Gli studi del 1843 sono dunque decisivi per la nascita del pensiero comunista moderno. Come suggeriscono Rubel (1957, 397n) e Mustè (1981-82, 58-9), il passaggio di Marx al comunismo alla fine del 1843 rimarrebbe un perfetto mistero se non si tenesse conto dei Quaderni di Kreuznach. Le ricerche svolte in quell’anno sono importanti non solo perché ci permettono di capire l’evoluzione del suo pensiero in una fase cruciale della formazione, ma anche perché costituiscono un caposaldo della dottrina politica comunista. Ed è vero che «la produzione teorica marxiana di quest’anno rappresenta il punto della riflessione politica al di là del quale […] Marx non è più andato» (Trincia, 1985, 101). Tuttavia i Quaderni di Kreuznach e la Kritik del 1843 rimarrebbero a loro volta un perfetto mistero se non si tenesse conto dei Quaderni di Berlino, con cui inizia il percorso di ricerca che a quegli scritti approda. Perciò si deve partire dal gennaio del 1841 per cogliere il senso di tale percorso. E per motivi che diverranno evidenti nel seguito della trattazione, la data ad quem va fissata a quella del Quaderno su Machiavelli, cioè a subito dopo l’agosto del 1843, escludendone le opere scritte verso la fine dell’anno e poi pubblicate negli Annali franco-tedeschi.

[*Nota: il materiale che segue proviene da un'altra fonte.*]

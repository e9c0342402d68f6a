//! Attribute cache client.
//!
//! Wraps an [`AttributeStore`] with typed reads and writes, read timeouts,
//! auto-refresh on miss and invalidation broadcasting.
//!
//! A cached set is never served past the earliest expiry of the assignments
//! it was computed from: writes cap the TTL at that instant and reads treat
//! an entry past it as a miss.
//!
//! Reads never block past the configured timeout. A slow or unreachable store
//! is treated like a miss when auto-refresh is on, so a lookup degrades to a
//! recomputation and, failing that, to "not found".

use std::fmt;
use std::sync::Arc;
use std::time::Duration;

use async_trait::async_trait;
use castellan_types::{AttributeSet, ServiceName, SubjectId};
use chrono::Utc;
use tracing::{debug, info, warn};

use crate::error::{CacheError, LoadError, Result};
use crate::event::{InvalidationEvent, InvalidationSubscription, InvalidationTarget};
use crate::keys::CacheKeys;
use crate::metrics::{CACHE_METRICS, CacheMetrics};
use crate::store::AttributeStore;

/// Default time-to-live of a cached attribute set (one day).
pub const DEFAULT_TTL: Duration = Duration::from_secs(24 * 60 * 60);

/// Default timeout applied to every store operation.
pub const DEFAULT_TIMEOUT: Duration = Duration::from_millis(250);

/// Recomputes attribute sets from the source of record.
#[async_trait]
pub trait AttributeLoader: Send + Sync {
    async fn load(
        &self,
        subject_id: SubjectId,
        service: &ServiceName,
    ) -> std::result::Result<AttributeSet, LoadError>;
}

/// Cache client settings.
#[derive(Debug, Clone, PartialEq, Eq)]
pub struct CacheSettings {
    /// TTL used when `set` is called without an explicit one.
    pub ttl: Duration,
    /// Applied to every store round trip.
    pub timeout: Duration,
    pub key_prefix: String,
    pub invalidation_channel: String,
}

impl Default for CacheSettings {
    fn default() -> Self {
        Self {
            ttl: DEFAULT_TTL,
            timeout: DEFAULT_TIMEOUT,
            key_prefix: "authz".to_string(),
            invalidation_channel: "authz:invalidations".to_string(),
        }
    }
}

/// Typed client over the distributed attribute cache.
///
/// Cheap to clone; clones share the store and loader.
#[derive(Clone)]
pub struct AttributeCacheClient {
    store: Arc<dyn AttributeStore>,
    loader: Arc<dyn AttributeLoader>,
    keys: CacheKeys,
    settings: CacheSettings,
}

impl fmt::Debug for AttributeCacheClient {
    fn fmt(&self, f: &mut fmt::Formatter<'_>) -> fmt::Result {
        f.debug_struct("AttributeCacheClient")
            .field("backend", &self.store.backend_name())
            .field("settings", &self.settings)
            .finish_non_exhaustive()
    }
}

impl AttributeCacheClient {
    pub fn new(
        store: Arc<dyn AttributeStore>,
        loader: Arc<dyn AttributeLoader>,
        settings: CacheSettings,
    ) -> Self {
        Self {
            store,
            loader,
            keys: CacheKeys::new(settings.key_prefix.clone()),
            settings,
        }
    }

    pub fn settings(&self) -> &CacheSettings {
        &self.settings
    }

    pub fn backend_name(&self) -> &'static str {
        self.store.backend_name()
    }

    /// Reads the attribute set of `subject_id` in `service`.
    ///
    /// With `auto_refresh`, a miss, an undecodable entry or a store failure
    /// triggers a synchronous recomputation whose result is written back. If
    /// the recomputation fails the lookup returns `Ok(None)`.
    ///
    /// Without `auto_refresh`, misses return `Ok(None)` and store failures are
    /// returned as errors.
    pub async fn get(
        &self,
        subject_id: SubjectId,
        service: &ServiceName,
        auto_refresh: bool,
    ) -> Result<Option<AttributeSet>> {
        let key = self.keys.attribute_set(subject_id, service);

        match self.timed(self.store.get(&key)).await {
            Ok(Some(raw)) => match decode_entry(&raw, subject_id, service) {
                Some(attrs) if attrs.is_stale_at(Utc::now()) => {
                    CacheMetrics::incr(&CACHE_METRICS.misses_total);
                    debug!(%subject_id, %service, expires_at = ?attrs.expires_at, "cached attribute set outlived an assignment");
                }
                Some(attrs) => {
                    CacheMetrics::incr(&CACHE_METRICS.hits_total);
                    debug!(%subject_id, %service, "attribute cache hit");
                    return Ok(Some(attrs));
                }
                None => CacheMetrics::incr(&CACHE_METRICS.misses_total),
            },
            Ok(None) => {
                CacheMetrics::incr(&CACHE_METRICS.misses_total);
                debug!(%subject_id, %service, "attribute cache miss");
            }
            Err(e) if auto_refresh => {
                warn!(%subject_id, %service, error = %e, "attribute cache read failed, recomputing");
            }
            Err(e) => return Err(e),
        }

        if !auto_refresh {
            return Ok(None);
        }

        match self.refresh(subject_id, service).await {
            Ok(attrs) => Ok(Some(attrs)),
            Err(e) => {
                warn!(%subject_id, %service, error = %e, "attribute refresh failed, treating as not found");
                Ok(None)
            }
        }
    }

    /// Writes an attribute set with `ttl`, or the configured default TTL.
    ///
    /// The TTL never extends past the set's expiry bound. A set that is
    /// already stale is not written.
    pub async fn set(&self, attrs: &AttributeSet, ttl: Option<Duration>) -> Result<()> {
        let mut ttl = ttl.unwrap_or(self.settings.ttl);
        if let Some(expires_at) = attrs.expires_at {
            match (expires_at - Utc::now()).to_std() {
                Ok(remaining) if !remaining.is_zero() => ttl = ttl.min(remaining),
                _ => {
                    debug!(subject_id = %attrs.subject_id, service = %attrs.service, "attribute set already expired, not cached");
                    return Ok(());
                }
            }
        }

        let key = self.keys.attribute_set(attrs.subject_id, &attrs.service);
        let payload = serde_json::to_string(attrs)?;
        self.timed(self.store.set_ex(&key, payload, ttl)).await
    }

    /// Recomputes the attribute set from the source of record and writes it
    /// through the cache.
    ///
    /// A failed write is logged and the computed set is still returned.
    /// Concurrent refreshes of the same key are harmless; the last write wins.
    pub async fn refresh(&self, subject_id: SubjectId, service: &ServiceName) -> Result<AttributeSet> {
        let attrs = match self.loader.load(subject_id, service).await {
            Ok(attrs) => attrs,
            Err(e) => {
                CacheMetrics::incr(&CACHE_METRICS.refresh_failures_total);
                return Err(e.into());
            }
        };
        CacheMetrics::incr(&CACHE_METRICS.refreshes_total);

        if let Err(e) = self.set(&attrs, None).await {
            warn!(%subject_id, %service, error = %e, "failed to write refreshed attribute set");
        } else {
            debug!(%subject_id, %service, roles = attrs.roles.len(), "attribute set refreshed");
        }
        Ok(attrs)
    }

    /// Deletes the entry of `subject_id` in `service`, or every service entry
    /// of the subject when `service` is `None`.
    pub async fn invalidate(
        &self,
        subject_id: SubjectId,
        service: Option<&ServiceName>,
    ) -> Result<usize> {
        self.invalidate_many(&[InvalidationTarget {
            subject_id,
            service: service.cloned(),
        }])
        .await
    }

    /// Deletes all targeted entries in a single store operation and publishes
    /// one [`InvalidationEvent`] for the batch.
    ///
    /// Returns the number of entries that existed.
    pub async fn invalidate_many(&self, targets: &[InvalidationTarget]) -> Result<usize> {
        if targets.is_empty() {
            return Ok(0);
        }

        let mut keys = Vec::with_capacity(targets.len());
        for target in targets {
            match &target.service {
                Some(service) => keys.push(self.keys.attribute_set(target.subject_id, service)),
                None => {
                    let prefix = self.keys.subject_prefix(target.subject_id);
                    keys.extend(self.timed(self.store.keys_with_prefix(&prefix)).await?);
                }
            }
        }
        keys.sort_unstable();
        keys.dedup();

        let removed = if keys.is_empty() {
            0
        } else {
            self.timed(self.store.delete_many(&keys)).await?
        };
        CacheMetrics::add(&CACHE_METRICS.invalidations_total, removed as u64);
        info!(targets = targets.len(), removed, "invalidated attribute cache entries");

        let event = InvalidationEvent {
            targets: targets.to_vec(),
        };
        if let Err(e) = self.publish(&event).await {
            warn!(error = %e, "failed to publish invalidation event");
        }
        Ok(removed)
    }

    /// Subscribes to invalidation events from every client sharing the store.
    pub async fn subscribe_invalidations(&self) -> Result<InvalidationSubscription> {
        let rx = self
            .timed(self.store.subscribe(&self.settings.invalidation_channel))
            .await?;
        Ok(InvalidationSubscription::new(rx))
    }

    /// Liveness probe against the store.
    pub async fn health_check(&self) -> Result<()> {
        self.timed(self.store.ping()).await
    }

    async fn publish(&self, event: &InvalidationEvent) -> Result<usize> {
        let payload = serde_json::to_string(event)?;
        self.timed(
            self.store
                .publish(&self.settings.invalidation_channel, payload),
        )
        .await
    }

    async fn timed<T>(&self, op: impl Future<Output = Result<T>>) -> Result<T> {
        let outcome = match tokio::time::timeout(self.settings.timeout, op).await {
            Ok(result) => result,
            Err(_) => Err(CacheError::Timeout(self.settings.timeout)),
        };
        if outcome.as_ref().is_err_and(CacheError::is_store_failure) {
            CacheMetrics::incr(&CACHE_METRICS.store_failures_total);
        }
        outcome
    }
}

/// Decodes a stored entry, rejecting entries that do not belong to the key.
fn decode_entry(raw: &str, subject_id: SubjectId, service: &ServiceName) -> Option<AttributeSet> {
    match serde_json::from_str::<AttributeSet>(raw) {
        Ok(attrs) if attrs.subject_id == subject_id && &attrs.service == service => Some(attrs),
        Ok(_) => {
            warn!(%subject_id, %service, "discarding cache entry stored under the wrong key");
            None
        }
        Err(e) => {
            warn!(%subject_id, %service, error = %e, "discarding undecodable cache entry");
            None
        }
    }
}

In Italia godiamo di una condizione privilegiata per lo studio delle opere giovanili di Marx perché, soprattutto per lo stimolo di Galvano Della Volpe, si è avviata nel secondo dopoguerra una fertile tradizione di ricerca e un profluvio di dibattiti che hanno portato a sviscerare le complesse problematiche epistemologiche e teoretiche del giovane Marx in modo così approfondito e così vasto che sembra oggi non ci sia rimasto quasi più nulla da chiarire.

Della Volpe e la sua scuola1 hanno preso sul serio il tentativo di superare Hegel fatto con la Kritik, e hanno cercato di portare alla luce le innovazioni introdotte entro due problematiche basilari della filosofia hegeliana: quella metodologica e quella politica. Nel primo ambito di discorso la Kritik è interpretata come un attacco all’idealismo che, facendo leva sulla condanna feuerbachiana delle ipostasi di Hegel, accettando il principio aristotelico di non-contraddizione quale base imprescindibile della logica, e postulando la priorità ontologica dei soggetti concreti rispetto alle astrazioni concettuali, pone le basi del successivo approdo alla concezione materialistica della storia. Nel secondo ambito di discorso la Kritik viene letta come un caposaldo dell’evoluzione politica di Marx, un caposaldo che segna il passaggio dalla visione ancora fondamentalmente liberale che era propria del giornalista radical-democratico nel 1842-43 a quella egualitario-socialista che il politico rivoluzionario comincerà a costruire a partire dal 1843-44. Il passaggio sarebbe stato effettuato sotto l’egida di Rousseau, teorico della «democrazia egualitaria».

Le due tesi sulle innovazioni introdotte da Marx nel campo epistemologico e nel campo della teoria politica sono state elaborate da Della Volpe e dalla sua scuola con grande spessore filosofico. Molti altri le hanno riproposte senza significative varianti, perciò non mi parrebbe una sineddoche fuorviante definirle “tesi dellavolpiane”. Sarebbe troppo dispersivo stare ora a citare tutti quegli altri. Così mi limiterò a richiamare solo due interessanti riformulazioni recenti, quella di Little (1998), che elabora soprattutto la tesi epistemologica, e quella di Abensour (2008), che si concentra specialmente sulla tesi politica.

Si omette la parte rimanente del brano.